Wednesday, November 25, 2009

Where Was I?

At the risk of stating the obvious, I haven’t written in this blog in a while again.  That’s okay, though, because if one doesn’t have much to say, it’s much better to say it sparingly than to spew volumes of empty words just for the sake of speaking or writing.

Given the sheer amount of writing I’ve had to do over the past ten weeks, I have actually enjoyed these prolonged silences.  The itch to write, to communication, to express, to articulate is ever present, but sometimes the words that emerge upon the page feel so contrived.  They are still a part of me, of course, but that doesn’t justify giving every single thought or fleeting perception a permanent voice.

portfolio My Creative Writing class is winding down to a close.  My final portfolio of completed work is due by December 11th.  While most of the difficult work is behind me, I am faced with the task of selecting and revising a number of pieces that I have written throughout the duration of this term.  I’m not being graded so much on the quality of my writing as much as I am on the effort I put into my revisions. 

This is a more daunting task than it would appear; I don’t even know where to begin in the process.  I’ve received very little negative feedback, which I absolutely rely upon as a focal point for improvements.  I’m my own worst critic, so I don’t trust my judgment about what would improve my writing, or if I’d be actually working against what I’ve done so far, just so I can say I revised it.

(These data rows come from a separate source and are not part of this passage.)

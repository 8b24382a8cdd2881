//! Statistics from the record store
//!
//! Summarizes stored items and the failed-item ledger for the `failures`
//! command.

use crate::output::OutputResult;
use crate::storage::{FailureRecord, SqliteStore};
use std::collections::BTreeMap;

/// Stored-item and failure-ledger summary
#[derive(Debug, Clone)]
pub struct LedgerStatistics {
    /// Items saved so far, for the requested kind or all kinds
    pub saved_items: u64,

    /// Most recent ledger entries, newest first
    pub recent_failures: Vec<FailureRecord>,

    /// Ledger entries among `recent_failures`, per kind
    pub failures_by_kind: BTreeMap<String, u64>,
}

/// Loads statistics from storage
///
/// # Arguments
///
/// * `store` - The database to query
/// * `kind` - Restricts the query to one job kind
/// * `limit` - Maximum number of ledger entries to load
pub fn load_statistics(
    store: &SqliteStore,
    kind: Option<&str>,
    limit: usize,
) -> OutputResult<LedgerStatistics> {
    let saved_items = store.count_items(kind)?;
    let recent_failures = store.list_failures(kind, limit)?;

    let mut failures_by_kind = BTreeMap::new();
    for failure in &recent_failures {
        *failures_by_kind.entry(failure.kind.clone()).or_insert(0) += 1;
    }

    Ok(LedgerStatistics {
        saved_items,
        recent_failures,
        failures_by_kind,
    })
}

/// Prints statistics to stdout in a formatted manner
pub fn print_statistics(stats: &LedgerStatistics) {
    println!("=== Harvest Ledger ===\n");

    println!("Saved items: {}", stats.saved_items);
    println!();

    if stats.recent_failures.is_empty() {
        println!("No failed items recorded.");
        return;
    }

    println!("Failures by kind:");
    for (kind, count) in &stats.failures_by_kind {
        println!("  {}: {}", kind, count);
    }
    println!();

    println!("Recent failures ({}):", stats.recent_failures.len());
    for failure in &stats.recent_failures {
        println!(
            "  {} [{}] {} (attempts: {}) - {}",
            failure.failed_at.format("%Y-%m-%d %H:%M:%S"),
            failure.kind,
            failure.url,
            failure.attempts,
            failure.reason
        );
    }
}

I’ve learned a lot of unexpected truths about writing, as well as about myself, through this class.  I’m looking forward to my winter break, but I will miss the class.  It has stretched me, challenged me, awoken me again to my love for writing, and has drawn things out of me that I didn’t even know were there.

Soon enough, though, the class will be over, the writing challenges done, and I will be left on my own to find a way to try to sustain the momentum.  I’m not quite sure exactly how I’m going to do that, though this blog will continue to be a part of my general ‘keep-on-writing-no-matter-what’ focus.

So, despite the week-long pauses, I am still here, still moving forward, still pushing myself to write, even if I am the only one who cares to listen.

Wednesday, November 18, 2009

Another Stab at Poetry

I recently had to write a sonnet on any topic, with only the rule of being mindful of rhyming schemes and syllabic structure.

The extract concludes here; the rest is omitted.